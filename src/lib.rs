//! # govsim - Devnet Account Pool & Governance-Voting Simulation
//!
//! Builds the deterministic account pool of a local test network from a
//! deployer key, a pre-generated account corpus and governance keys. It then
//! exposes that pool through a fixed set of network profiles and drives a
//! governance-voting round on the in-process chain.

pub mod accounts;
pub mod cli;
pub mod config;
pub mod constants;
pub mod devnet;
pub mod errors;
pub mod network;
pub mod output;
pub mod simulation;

================================

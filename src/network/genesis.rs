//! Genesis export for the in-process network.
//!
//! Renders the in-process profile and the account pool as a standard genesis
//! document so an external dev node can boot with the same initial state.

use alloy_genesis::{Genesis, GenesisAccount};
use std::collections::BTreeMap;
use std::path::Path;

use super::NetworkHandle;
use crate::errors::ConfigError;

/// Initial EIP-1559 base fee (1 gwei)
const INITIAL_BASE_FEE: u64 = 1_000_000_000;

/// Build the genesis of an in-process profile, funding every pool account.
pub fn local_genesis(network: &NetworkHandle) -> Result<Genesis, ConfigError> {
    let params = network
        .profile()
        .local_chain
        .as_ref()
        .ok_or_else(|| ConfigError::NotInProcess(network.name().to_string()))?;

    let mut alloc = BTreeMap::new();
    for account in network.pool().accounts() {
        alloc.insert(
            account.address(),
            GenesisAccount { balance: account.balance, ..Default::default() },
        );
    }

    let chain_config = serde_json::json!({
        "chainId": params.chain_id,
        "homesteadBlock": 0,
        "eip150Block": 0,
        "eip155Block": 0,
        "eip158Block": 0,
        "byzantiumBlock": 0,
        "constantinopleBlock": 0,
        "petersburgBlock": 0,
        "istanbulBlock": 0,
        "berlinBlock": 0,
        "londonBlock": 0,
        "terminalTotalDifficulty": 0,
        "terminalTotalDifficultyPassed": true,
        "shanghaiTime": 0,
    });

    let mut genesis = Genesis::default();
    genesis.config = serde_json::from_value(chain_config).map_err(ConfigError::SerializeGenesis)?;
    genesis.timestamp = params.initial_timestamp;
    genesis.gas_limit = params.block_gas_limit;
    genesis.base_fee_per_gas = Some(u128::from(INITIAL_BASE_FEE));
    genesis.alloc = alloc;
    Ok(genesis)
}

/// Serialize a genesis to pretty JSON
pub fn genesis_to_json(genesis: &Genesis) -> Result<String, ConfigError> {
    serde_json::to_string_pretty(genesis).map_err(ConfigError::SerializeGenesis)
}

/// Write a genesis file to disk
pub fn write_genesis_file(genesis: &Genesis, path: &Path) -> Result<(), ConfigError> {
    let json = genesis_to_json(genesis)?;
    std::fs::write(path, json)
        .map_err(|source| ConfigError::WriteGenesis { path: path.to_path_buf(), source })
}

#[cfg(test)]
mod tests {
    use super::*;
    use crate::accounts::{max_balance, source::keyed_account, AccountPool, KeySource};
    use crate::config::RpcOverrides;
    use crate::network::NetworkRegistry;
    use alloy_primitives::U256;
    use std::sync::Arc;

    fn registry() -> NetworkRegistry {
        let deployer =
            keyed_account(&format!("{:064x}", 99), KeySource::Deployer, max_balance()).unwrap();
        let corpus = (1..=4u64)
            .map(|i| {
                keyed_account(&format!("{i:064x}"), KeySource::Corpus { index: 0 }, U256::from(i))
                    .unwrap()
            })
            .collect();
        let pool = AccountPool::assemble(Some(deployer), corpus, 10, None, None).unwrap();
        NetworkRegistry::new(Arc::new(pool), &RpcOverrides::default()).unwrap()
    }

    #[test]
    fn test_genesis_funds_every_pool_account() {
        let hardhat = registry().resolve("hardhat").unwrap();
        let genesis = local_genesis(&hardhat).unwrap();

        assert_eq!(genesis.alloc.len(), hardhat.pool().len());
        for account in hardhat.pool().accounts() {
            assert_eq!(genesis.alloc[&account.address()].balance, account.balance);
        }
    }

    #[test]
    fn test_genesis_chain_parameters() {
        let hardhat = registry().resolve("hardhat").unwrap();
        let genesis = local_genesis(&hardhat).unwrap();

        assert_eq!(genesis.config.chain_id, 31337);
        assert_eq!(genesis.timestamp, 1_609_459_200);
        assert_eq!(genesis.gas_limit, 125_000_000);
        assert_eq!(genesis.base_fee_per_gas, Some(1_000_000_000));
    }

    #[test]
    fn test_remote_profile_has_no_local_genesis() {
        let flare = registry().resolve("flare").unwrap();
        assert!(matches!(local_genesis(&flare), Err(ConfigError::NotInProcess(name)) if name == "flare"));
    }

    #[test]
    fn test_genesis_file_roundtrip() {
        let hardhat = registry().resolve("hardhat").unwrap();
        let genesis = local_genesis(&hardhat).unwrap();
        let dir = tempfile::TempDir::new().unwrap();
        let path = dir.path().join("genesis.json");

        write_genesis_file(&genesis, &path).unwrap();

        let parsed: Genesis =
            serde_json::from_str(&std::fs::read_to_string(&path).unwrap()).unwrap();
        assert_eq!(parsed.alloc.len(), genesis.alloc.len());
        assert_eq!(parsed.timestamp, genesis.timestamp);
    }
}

================================

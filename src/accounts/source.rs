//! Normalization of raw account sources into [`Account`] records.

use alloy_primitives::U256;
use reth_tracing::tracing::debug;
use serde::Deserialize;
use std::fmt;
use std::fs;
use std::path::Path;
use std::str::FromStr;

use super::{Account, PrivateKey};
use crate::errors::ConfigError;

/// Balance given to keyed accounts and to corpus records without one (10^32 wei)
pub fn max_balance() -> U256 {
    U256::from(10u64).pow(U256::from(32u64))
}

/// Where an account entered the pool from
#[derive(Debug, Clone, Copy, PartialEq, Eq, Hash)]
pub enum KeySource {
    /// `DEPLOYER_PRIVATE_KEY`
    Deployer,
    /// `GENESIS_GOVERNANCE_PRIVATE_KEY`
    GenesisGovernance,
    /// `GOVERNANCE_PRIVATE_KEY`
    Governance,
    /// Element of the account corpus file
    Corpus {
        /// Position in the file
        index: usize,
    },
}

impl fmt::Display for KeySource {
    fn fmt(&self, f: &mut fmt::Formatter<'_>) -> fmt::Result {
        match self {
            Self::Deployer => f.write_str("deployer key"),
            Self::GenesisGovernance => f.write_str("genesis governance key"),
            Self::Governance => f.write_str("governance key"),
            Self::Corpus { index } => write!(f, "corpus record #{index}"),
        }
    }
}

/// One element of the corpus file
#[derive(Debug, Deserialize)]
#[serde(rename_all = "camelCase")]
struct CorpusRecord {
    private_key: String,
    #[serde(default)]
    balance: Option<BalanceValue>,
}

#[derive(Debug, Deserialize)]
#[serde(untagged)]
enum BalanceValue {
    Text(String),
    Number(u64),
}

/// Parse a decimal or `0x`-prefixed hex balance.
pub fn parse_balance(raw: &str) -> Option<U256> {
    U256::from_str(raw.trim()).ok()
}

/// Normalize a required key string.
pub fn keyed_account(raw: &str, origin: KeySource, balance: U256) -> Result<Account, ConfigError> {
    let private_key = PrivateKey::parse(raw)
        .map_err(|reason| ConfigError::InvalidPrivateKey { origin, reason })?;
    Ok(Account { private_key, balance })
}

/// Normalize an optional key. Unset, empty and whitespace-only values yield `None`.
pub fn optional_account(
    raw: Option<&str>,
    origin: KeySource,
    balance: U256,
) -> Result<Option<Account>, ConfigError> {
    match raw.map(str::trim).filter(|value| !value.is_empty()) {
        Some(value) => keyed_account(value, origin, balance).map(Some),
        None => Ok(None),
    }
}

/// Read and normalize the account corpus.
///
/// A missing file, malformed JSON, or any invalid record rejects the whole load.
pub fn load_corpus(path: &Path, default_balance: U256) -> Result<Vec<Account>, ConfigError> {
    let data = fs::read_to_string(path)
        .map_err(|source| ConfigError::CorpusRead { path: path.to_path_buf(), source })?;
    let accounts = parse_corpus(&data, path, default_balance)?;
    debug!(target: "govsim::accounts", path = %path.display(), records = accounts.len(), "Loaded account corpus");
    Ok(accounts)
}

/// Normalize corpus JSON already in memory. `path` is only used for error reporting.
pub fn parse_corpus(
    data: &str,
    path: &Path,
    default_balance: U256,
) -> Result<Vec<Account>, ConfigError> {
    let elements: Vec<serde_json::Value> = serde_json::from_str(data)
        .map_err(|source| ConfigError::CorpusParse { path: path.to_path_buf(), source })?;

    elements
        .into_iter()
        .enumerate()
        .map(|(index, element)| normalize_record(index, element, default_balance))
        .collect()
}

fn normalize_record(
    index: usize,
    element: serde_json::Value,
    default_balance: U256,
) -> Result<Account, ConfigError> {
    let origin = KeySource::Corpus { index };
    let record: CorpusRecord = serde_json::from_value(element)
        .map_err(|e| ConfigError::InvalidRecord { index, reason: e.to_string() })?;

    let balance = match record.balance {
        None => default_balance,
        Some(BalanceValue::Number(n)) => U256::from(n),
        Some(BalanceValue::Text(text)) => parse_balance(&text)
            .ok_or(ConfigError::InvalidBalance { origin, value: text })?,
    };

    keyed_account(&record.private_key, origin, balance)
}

================================

**PROBLEM REQUIREMENTS**
Across the records above, show each line containing the word "alloc".

**OUTPUT OF THE TASK**
    let mut alloc = BTreeMap::new();
        alloc.insert(
    genesis.alloc = alloc;
        assert_eq!(genesis.alloc.len(), hardhat.pool().len());
            assert_eq!(genesis.alloc[&account.address()].balance, account.balance);
        assert_eq!(parsed.alloc.len(), genesis.alloc.len());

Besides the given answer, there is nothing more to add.